A new-school eggplant parm — it’s baked (not fried) and topped with fresh cherry tomatoes and basil.
This is baked eggplant with melty mozzarella, not your grandma’s eggplant Parmigiana.
The old-school dish, with those layers of gooey mozzarella cheese, fried eggplant and hearty red sauce is hunger-inducing, for sure. It’s also a shining example of Italian peasant cooking — make the most of what you’ve got, even if what you’ve got is just some vegetables, cheese and stale bread.
I remember watching my mom make it, and it seemed like quite the production.
First, she prepared the eggplant by peeling, slicing, salting, draining and then breading it. Next she set up her electric frying pan on the kitchen table and waited for the oil to get hot. She fried the eggplant in multiple batches, followed by a thorough paper-towel blotting.
Finally, the fried slices were put into a baking dish, covered with the cheese and sauce before baking. It seemed like forever before we could dig in!
Plus, all that frying and cheese can feel pretty heavy. My lightened-up version will satisfy cravings for Italian comfort food, minus the fussy preparation.
Here’s a few tips for making crisp baked eggplant:
- Choose small, firm eggplants. I love the striated purple and white Grafitti variety – they’re meaty and sweet with little to no seeds.
- Put your fresh mozzarella in the freezer for about 30 minutes to ensure nice, even slices.
- Egg whites help the seasoning and crumbs adhere, eliminating a heavier, flour-and-egg batter.
- Preheat the sheet pan. It will keep the eggplant from absorbing too much oil and helps brown and crisp the coating.
If you like this recipe, check out Eggplant Parm Mac and Cheese.
baked eggplant with mozzarella and tomato-basil salad
Yield 4 - 6 servings
- 2 small eggplant (such as Graffiti variety); 1 1/4 pounds
- 2 egg whites
- 2 teaspoons crumbled dried oregano
- 1 1/2 teaspoons fine sea salt or 2 teaspoons kosher salt
- 1 teaspoon freshly ground black pepper
- 2 cups panko breadcrumbs
- Extra-virgin olive oil
- 2 cups prepared fresh tomato sauce or marinara
- 1/4 pound fresh mozzarella, sliced into half-moons
- 1/2 cup fresh parmesan cheese
- 1 pint cherry tomatoes (in mixed colors if available)

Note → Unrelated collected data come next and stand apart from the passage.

//! Configuration model, observable store and snapshots.
//!
//! `Configuration` is plain data with documented defaults and ranges;
//! [`ConfigStore`] is the only mutation path and records a [`ConfigChange`] per
//! effective mutation.

mod persist;
mod snapshot;
mod store;

use std::ops::RangeInclusive;

use crate::paint::{Color, PaletteStore};
use crate::pattern::PatternKind;
use crate::pattern::field::{DEFAULT_LEVELS, FieldParams};
use crate::render::FrameParams;

pub use persist::{
    CONFIG_KEY, FIELD_STATE_KEY, IMAGE_KEY, load_config, load_field_state, load_image, save_config,
    save_field_state, save_image,
};
pub use snapshot::{ConfigSnapshot, FieldSnapshot, Rgb, RestoreReport};
pub use store::{ConfigChange, ConfigStore, ListenerId};

pub const ALPHA_RANGE: RangeInclusive<f32> = 100.0..=255.0;
pub const CONTENT_SIZE_RANGE: RangeInclusive<f32> = 180.0..=250.0;
pub const SPEED_RANGE: RangeInclusive<f32> = 0.1..=1.5;
pub const CELL_SIZE_RANGE: RangeInclusive<f32> = 4.0..=60.0;
pub const VARIANCE_RANGE: RangeInclusive<f32> = 0.0..=100.0;
pub const LEVELS_RANGE: RangeInclusive<u32> = 2..=10;

/// Side length of the default square canvas: 40 cells of 10px.
pub const DEFAULT_CANVAS_SIZE: u32 = 400;

pub const DEFAULT_PATTERN: &str = "random";
pub const DEFAULT_BACKGROUND: Color = Color::rgb(252, 254, 165);

/// Full animation configuration.
#[derive(Debug, Clone, PartialEq)]
pub struct Configuration {
    /// Pattern name as entered; unknown names reach the renderer and are reported there.
    pub pattern: String,
    pub selected_palette: String,
    /// Colors of the selected named palette.
    pub colors: Vec<Color>,
    pub random_colors: Vec<Color>,
    pub custom_colors: Vec<Color>,
    pub alpha: f32,
    pub content_size: f32,
    pub cell_size: f32,
    pub speed: f32,
    pub background: Color,
    pub animating: bool,
    pub field: FieldParams,
}

impl Default for Configuration {
    fn default() -> Self {
        let palettes = PaletteStore::builtin();
        let name = PaletteStore::default_name();
        Self {
            pattern: DEFAULT_PATTERN.to_string(),
            selected_palette: name.to_string(),
            colors: palettes.resolve(name).colors,
            random_colors: Vec::new(),
            custom_colors: Vec::new(),
            alpha: 255.0,
            content_size: 200.0,
            cell_size: 10.0,
            speed: 1.0,
            background: DEFAULT_BACKGROUND,
            animating: true,
            field: FieldParams { levels: DEFAULT_LEVELS, ..FieldParams::default() },
        }
    }
}

impl Configuration {
    /// Custom colors if any, else random colors if any, else the named palette.
    pub fn active_palette(&self) -> &[Color] {
        if !self.custom_colors.is_empty() {
            &self.custom_colors
        } else if !self.random_colors.is_empty() {
            &self.random_colors
        } else {
            &self.colors
        }
    }

    /// The parsed pattern kind, if the configured name is known.
    pub fn pattern_kind(&self) -> Option<PatternKind> {
        self.pattern.parse().ok()
    }

    /// Borrowed view handed to the frame renderer.
    pub fn frame_params(&self) -> FrameParams<'_> {
        FrameParams {
            pattern: &self.pattern,
            palette: self.active_palette(),
            alpha_floor: self.alpha,
            content_size: self.content_size,
            cell_size: self.cell_size,
            background: self.background,
            field: self.field,
        }
    }
}

/// Clamps `v` into `range`; NaN becomes `fallback`.
#[inline]
pub(crate) fn clamp_to(v: f32, range: &RangeInclusive<f32>, fallback: f32) -> f32 {
    if v.is_nan() { fallback } else { v.clamp(*range.start(), *range.end()) }
}
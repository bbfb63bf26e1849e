use std::collections::HashMap;

use crate::paint::Color;

/// Assign-once color/alpha cache for scrolling patterns.
///
/// Keyed by `(line index, orthogonal index)`. Line indices start at `-1` because
/// scrolling patterns paint one extra line on each side of the grid.
///
/// Owned by the frame renderer and cleared when the render session resets, never
/// per frame: a cell keeps its color while the pattern scrolls.
#[derive(Debug, Default)]
pub struct CellMemo {
    entries: HashMap<(i32, i32), (Color, f32)>,
}

impl CellMemo {
    pub fn new() -> Self {
        Self::default()
    }

    /// Returns the cached entry, computing and storing it on first visit.
    #[inline]
    pub fn get_or_assign(
        &mut self,
        key: (i32, i32),
        assign: impl FnOnce() -> (Color, f32),
    ) -> (Color, f32) {
        *self.entries.entry(key).or_insert_with(assign)
    }

    #[inline]
    pub fn get(&self, key: (i32, i32)) -> Option<(Color, f32)> {
        self.entries.get(&key).copied()
    }

    #[inline]
    pub fn len(&self) -> usize {
        self.entries.len()
    }

    #[inline]
    pub fn is_empty(&self) -> bool {
        self.entries.is_empty()
    }

    pub fn clear(&mut self) {
        self.entries.clear();
    }
}
use crate::config::{self, ConfigStore, RestoreReport};
use crate::driver::{AnimationDriver, FrameOutcome, FrameRequestId, FrameScheduler, ManualScheduler};
use crate::error::StorageError;
use crate::render::{FrameRenderer, RasterSurface};
use crate::storage::KeyValueStore;

/// One animation session: configuration, driver, renderer, scheduler and surface.
///
/// All mutation goes through [`configure`](Self::configure), which forwards the
/// resulting change events to the driver. Dropping the session cancels its
/// pending frame request.
pub struct Session<S: RasterSurface, R: FrameScheduler> {
    store: ConfigStore,
    driver: AnimationDriver,
    renderer: FrameRenderer,
    scheduler: R,
    surface: S,
}

impl<S: RasterSurface, R: FrameScheduler> Session<S, R> {
    pub fn new(surface: S, scheduler: R) -> Self {
        Self::with_parts(ConfigStore::new(), FrameRenderer::new(), surface, scheduler)
    }

    pub fn with_parts(store: ConfigStore, renderer: FrameRenderer, surface: S, scheduler: R) -> Self {
        Self {
            store,
            driver: AnimationDriver::new(),
            renderer,
            scheduler,
            surface,
        }
    }

    #[inline]
    pub fn store(&self) -> &ConfigStore {
        &self.store
    }

    #[inline]
    pub fn driver(&self) -> &AnimationDriver {
        &self.driver
    }

    #[inline]
    pub fn renderer(&self) -> &FrameRenderer {
        &self.renderer
    }

    #[inline]
    pub fn scheduler(&self) -> &R {
        &self.scheduler
    }

    #[inline]
    pub fn surface(&self) -> &S {
        &self.surface
    }

    #[inline]
    pub fn surface_mut(&mut self) -> &mut S {
        &mut self.surface
    }

    /// Starts from logical time zero with a fresh memo.
    pub fn start(&mut self) {
        self.store.take_changes();
        self.renderer.reset();
        let animating = self.store.config().animating;
        self.driver.start(animating, &mut self.scheduler);
    }

    pub fn stop(&mut self) {
        self.driver.stop(&mut self.scheduler);
    }

    /// Mutates the configuration and dispatches the resulting changes.
    pub fn configure<T>(&mut self, f: impl FnOnce(&mut ConfigStore) -> T) -> T {
        let out = f(&mut self.store);
        self.dispatch();
        out
    }

    /// Flips the animating flag; returns the new value.
    pub fn toggle_animation(&mut self) -> bool {
        self.configure(ConfigStore::toggle_animating)
    }

    /// Scheduler callback entry point.
    pub fn on_frame(&mut self, id: FrameRequestId, timestamp_ms: f64) -> FrameOutcome {
        self.dispatch();
        self.driver.on_frame(
            id,
            timestamp_ms,
            &mut self.scheduler,
            &mut self.renderer,
            &mut self.surface,
            self.store.config(),
        )
    }

    fn dispatch(&mut self) {
        for change in self.store.take_changes() {
            self.driver.on_config_change(&change, &mut self.scheduler, &mut self.renderer);
        }
    }

    // ── storage ───────────────────────────────────────────────────────────

    pub fn save_config<K: KeyValueStore + ?Sized>(&self, kv: &mut K) -> Result<(), StorageError> {
        config::save_config(kv, self.store.config())
    }

    /// Replaces the configuration with the stored one. `Ok(None)` when nothing was saved.
    pub fn load_config<K: KeyValueStore + ?Sized>(&mut self, kv: &K) -> Result<Option<RestoreReport>, StorageError> {
        let Some((restored, report)) = config::load_config(kv)? else {
            return Ok(None);
        };
        self.configure(|store| store.replace(restored));
        Ok(Some(report))
    }

    pub fn save_field_state<K: KeyValueStore + ?Sized>(&self, kv: &mut K) -> Result<(), StorageError> {
        config::save_field_state(kv, self.store.config())
    }

    pub fn load_field_state<K: KeyValueStore + ?Sized>(&mut self, kv: &K) -> Result<Option<RestoreReport>, StorageError> {
        let Some((restored, report)) = config::load_field_state(kv, self.store.config())? else {
            return Ok(None);
        };
        self.configure(|store| store.replace(restored));
        Ok(Some(report))
    }

    pub fn save_image<K: KeyValueStore + ?Sized>(&self, kv: &mut K) -> Result<(), StorageError> {
        config::save_image(kv, &self.surface)
    }

    /// Paints the stored image. The next scheduled frame paints over it.
    pub fn load_image<K: KeyValueStore + ?Sized>(&mut self, kv: &K) -> Result<bool, StorageError> {
        config::load_image(kv, &mut self.surface)
    }
}

impl<S: RasterSurface> Session<S, ManualScheduler> {
    /// Fires every due request at `timestamp_ms`.
    pub fn pump(&mut self, timestamp_ms: f64) -> Vec<FrameOutcome> {
        self.dispatch();
        self.scheduler
            .drain_due()
            .into_iter()
            .map(|id| self.on_frame(id, timestamp_ms))
            .collect()
    }
}

impl<S: RasterSurface, R: FrameScheduler> Drop for Session<S, R> {
    fn drop(&mut self) {
        self.driver.stop(&mut self.scheduler);
    }
}

#[cfg(test)]
mod tests {
    use std::cell::Cell;
    use std::rc::Rc;

    use super::*;
    use crate::coords::Viewport;
    use crate::driver::DriverState;
    use crate::paint::Color;
    use crate::render::{DrawList, PixelBuffer};
    use crate::storage::MemoryStore;

    fn session() -> Session<DrawList, ManualScheduler> {
        Session::with_parts(
            ConfigStore::with_seed(1),
            FrameRenderer::with_seed(1),
            DrawList::new(Viewport::new(100.0, 100.0)),
            ManualScheduler::new(),
        )
    }

    #[test]
    fn start_arms_one_request() {
        let mut s = session();
        s.start();
        assert_eq!(s.scheduler().pending_count(), 1);
        assert_eq!(s.pump(0.0).len(), 1);
        assert_eq!(s.scheduler().pending_count(), 1);
    }

    #[test]
    fn configure_dispatches_to_driver() {
        let mut s = session();
        s.start();
        s.configure(|c| c.set_pattern("circle"));
        assert_eq!(s.scheduler().pending_count(), 1);
        assert_eq!(s.scheduler().cancelled(), 1);

        assert!(!s.toggle_animation());
        assert_eq!(s.driver().state(), DriverState::Paused);
        s.pump(10.0);
        assert_eq!(s.scheduler().pending_count(), 0);
    }

    #[test]
    fn speed_change_scales_following_frames() {
        let mut s = session();
        s.start();
        s.pump(0.0);
        s.configure(|c| c.set_speed(0.5));
        s.pump(100.0);
        assert!((s.driver().logical_time() - 0.05).abs() < 1e-5);
    }

    #[test]
    fn shell_listener_runs_beside_driver_dispatch() {
        let seen = Rc::new(Cell::new(0));
        let mut s = session();
        s.start();
        let sink = Rc::clone(&seen);
        s.configure(|c| c.subscribe(move |_| sink.set(sink.get() + 1)));
        s.configure(|c| c.set_alpha(150.0));
        assert_eq!(seen.get(), 1);
        assert_eq!(s.scheduler().cancelled(), 1);
        assert_eq!(s.scheduler().pending_count(), 1);
    }

    #[test]
    fn stop_cancels_pending_request() {
        let mut s = session();
        s.start();
        s.stop();
        assert_eq!(s.scheduler().pending_count(), 0);
    }

    #[test]
    fn config_and_image_storage() {
        let mut kv = MemoryStore::new();
        let mut s = Session::with_parts(
            ConfigStore::with_seed(2),
            FrameRenderer::with_seed(2),
            PixelBuffer::new(40, 40),
            ManualScheduler::new(),
        );
        s.start();
        s.pump(0.0);
        s.save_config(&mut kv).unwrap();
        s.save_image(&mut kv).unwrap();

        let painted = s.surface().as_rgba().to_vec();
        s.surface_mut().clear();
        assert!(s.load_image(&kv).unwrap());
        assert_eq!(s.surface().as_rgba(), painted.as_slice());

        s.configure(|c| c.set_alpha(120.0));
        let report = s.load_config(&kv).unwrap().unwrap();
        assert!(report.is_clean());
        assert_eq!(s.store().config().alpha, 255.0);
    }

    #[test]
    fn recording_surface_holds_one_frame() {
        let mut s = session();
        s.start();
        s.pump(0.0);
        let per_frame = s.surface().len();
        assert!(per_frame > 1);
        for i in 1..50 {
            s.pump(i as f64 * 16.0);
        }
        assert_eq!(s.surface().len(), per_frame);
    }

    #[test]
    fn fractional_colors_survive_save_and_load() {
        let mut kv = MemoryStore::new();
        let mut s = session();
        s.configure(|c| {
            c.set_background(Color::new(10.4, 20.0, 30.0));
            c.set_base_color(Color::new(1.6, 2.0, 3.0));
            c.set_secondary_color(Color::new(254.5, 0.2, 99.49));
        });
        let saved = s.store().config().clone();
        s.save_config(&mut kv).unwrap();

        s.configure(|c| c.reset());
        assert_ne!(s.store().config(), &saved);
        assert!(s.load_config(&kv).unwrap().unwrap().is_clean());
        assert_eq!(s.store().config(), &saved);
    }

    #[test]
    fn image_save_on_recording_surface_fails() {
        let mut kv = MemoryStore::new();
        let s = session();
        assert!(s.save_image(&mut kv).is_err());
    }
}
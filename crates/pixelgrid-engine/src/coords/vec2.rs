use core::ops::{Add, Sub};

/// 2D vector in surface pixels.
#[derive(Debug, Copy, Clone, Default, PartialEq)]
pub struct Vec2 {
    pub x: f32,
    pub y: f32,
}

impl Vec2 {
    #[inline]
    pub const fn new(x: f32, y: f32) -> Self {
        Self { x, y }
    }

    #[inline]
    pub const fn zero() -> Self {
        Self { x: 0.0, y: 0.0 }
    }

    #[inline]
    pub fn is_finite(self) -> bool {
        self.x.is_finite() && self.y.is_finite()
    }

    /// Euclidean length.
    #[inline]
    pub fn length(self) -> f32 {
        (self.x * self.x + self.y * self.y).sqrt()
    }

    /// Offsets both axes by the same amount.
    #[inline]
    pub fn shifted(self, d: f32) -> Vec2 {
        Vec2::new(self.x + d, self.y + d)
    }
}

impl Add for Vec2 {
    type Output = Vec2;
    #[inline]
    fn add(self, rhs: Vec2) -> Vec2 {
        Vec2::new(self.x + rhs.x, self.y + rhs.y)
    }
}

impl Sub for Vec2 {
    type Output = Vec2;
    #[inline]
    fn sub(self, rhs: Vec2) -> Vec2 {
        Vec2::new(self.x - rhs.x, self.y - rhs.y)
    }
}
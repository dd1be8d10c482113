//! hearthd daemon entry point.
//!
//! # Architecture Overview
//!
//! ```text
//!                    ┌──────────────────────────────────────────────┐
//!                    │                   HEARTHD                    │
//!                    │                                              │
//!   config file ─────┼─▶ config ──▶ validation ──▶ bind specs      │
//!   SIGHUP / watcher │                                  │           │
//!                    │                                  ▼           │
//!                    │   listener registry ◀── reconciler           │
//!                    │         │            (bind / keep / close)   │
//!                    │         ▼                                    │
//!   client ──────────┼─▶ accept engine ──▶ sessions                 │
//!   connections      │   (per-listener     (tracked, drained        │
//!                    │    tasks, limits)    on shutdown)            │
//!                    │                                              │
//!                    │   cross-cutting: observability, lifecycle,   │
//!                    │   extensions                                 │
//!                    └──────────────────────────────────────────────┘
//! ```
//!
//! Startup binds every configured listener and refuses to run without
//! at least one. After that, SIGHUP and config file changes drive
//! rehashes; SIGTERM/SIGINT drive graceful shutdown.

use std::path::PathBuf;

use clap::Parser;

use hearthd::config::loader::load_config;
use hearthd::lifecycle::Daemon;
use hearthd::observability::{logging, metrics};

#[derive(Parser)]
#[command(name = "hearthd")]
#[command(about = "Multi-listener network daemon with hot rehash", long_about = None)]
struct Cli {
    /// Path to the configuration file.
    #[arg(short, long, default_value = "hearthd.toml")]
    config: PathBuf,
}

#[tokio::main]
async fn main() -> Result<(), Box<dyn std::error::Error>> {
    let cli = Cli::parse();

    // Config loads before logging exists; failures go straight to stderr.
    let config = match load_config(&cli.config) {
        Ok(config) => config,
        Err(e) => {
            eprintln!("hearthd: {}: {}", cli.config.display(), e);
            std::process::exit(1);
        }
    };

    logging::init_logging(&config.observability.log_level);

    tracing::info!(
        version = env!("CARGO_PKG_VERSION"),
        config = %cli.config.display(),
        server = %config.server.name,
        "hearthd starting"
    );

    if config.observability.metrics_enabled {
        if let Ok(addr) = config.observability.metrics_address.parse() {
            metrics::init_metrics(addr);
        } else {
            tracing::error!(
                metrics_address = %config.observability.metrics_address,
                "Failed to parse metrics address"
            );
        }
    }

    let mut daemon = Daemon::new(config);
    let report = daemon.start()?;

    for key in daemon.listeners() {
        tracing::info!(listener = %key, "Listening");
    }
    if !report.failures.is_empty() {
        tracing::warn!(
            failed = report.failures.len(),
            "Some listeners failed to bind at startup"
        );
    }

    daemon.run(&cli.config).await?;

    tracing::info!("Shutdown complete");
    Ok(())
}
//! Structured logging.
//!
//! # Responsibilities
//! - Initialize logging subsystem
//! - Configure log level from config with environment override
//!
//! # Design Decisions
//! - Uses tracing crate for structured logging
//! - `RUST_LOG` wins over the configured level when set
//! - Level changes require a restart; rehash does not touch logging

use tracing_subscriber::{layer::SubscriberExt, util::SubscriberInitExt};

/// Initialize the global tracing subscriber.
///
/// `level` comes from the configuration file and is used when the
/// `RUST_LOG` environment variable is absent.
pub fn init_logging(level: &str) {
    tracing_subscriber::registry()
        .with(
            tracing_subscriber::EnvFilter::try_from_default_env()
                .unwrap_or_else(|_| format!("hearthd={level}").into()),
        )
        .with(tracing_subscriber::fmt::layer())
        .init();
}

- 1 teaspoon balsamic vinegar
- Handful fresh basil leaves
- Preheat the oven to 425 degrees. Have a large rimmed rectangular sheet pan and a large baking dish ready.
- Peel the eggplant, or partially peel, leaving stripes of skin here and there. Slice into 1/4-inch-thick circles.
- Whisk the egg whites in a large bowl with the oregano, salt and pepper. Put the panko crumbs in another large bowl or shallow pan.
- In 2 or 3 batches, dip the eggplant slices in the egg white mixture so that they're evenly coated, then add to the bowl with the crumbs, tossing around to make sure the crumbs adhere.
- Put the empty sheet pan in the oven for 7 minutes (it will start smoking). Remove from the oven (with oven mitts) and pour enough oil in the pan to a depth of 1/4-inch, about 1/2 cup of oil.
- Immediately arrange the eggplant on the hot pan. Bake for 7 minutes, then turn the pieces over and bake another 5 minutes or until they're nicely golden on the other side.
- Reduce oven temperature to 375 degrees. Put the tomato sauce in a large baking dish, then add the eggplant to the dish. Distribute both cheeses over the eggplant and bake 15 minutes.
- Quarter the cherry tomatoes and toss with 1 tablespoon extra olive oil, the vinegar and 1/4 teaspoon salt. Tear the basil leaves into strips and gently toss with the tomatoes.
- Serve the eggplant with some of the tomatoes spooned over the top.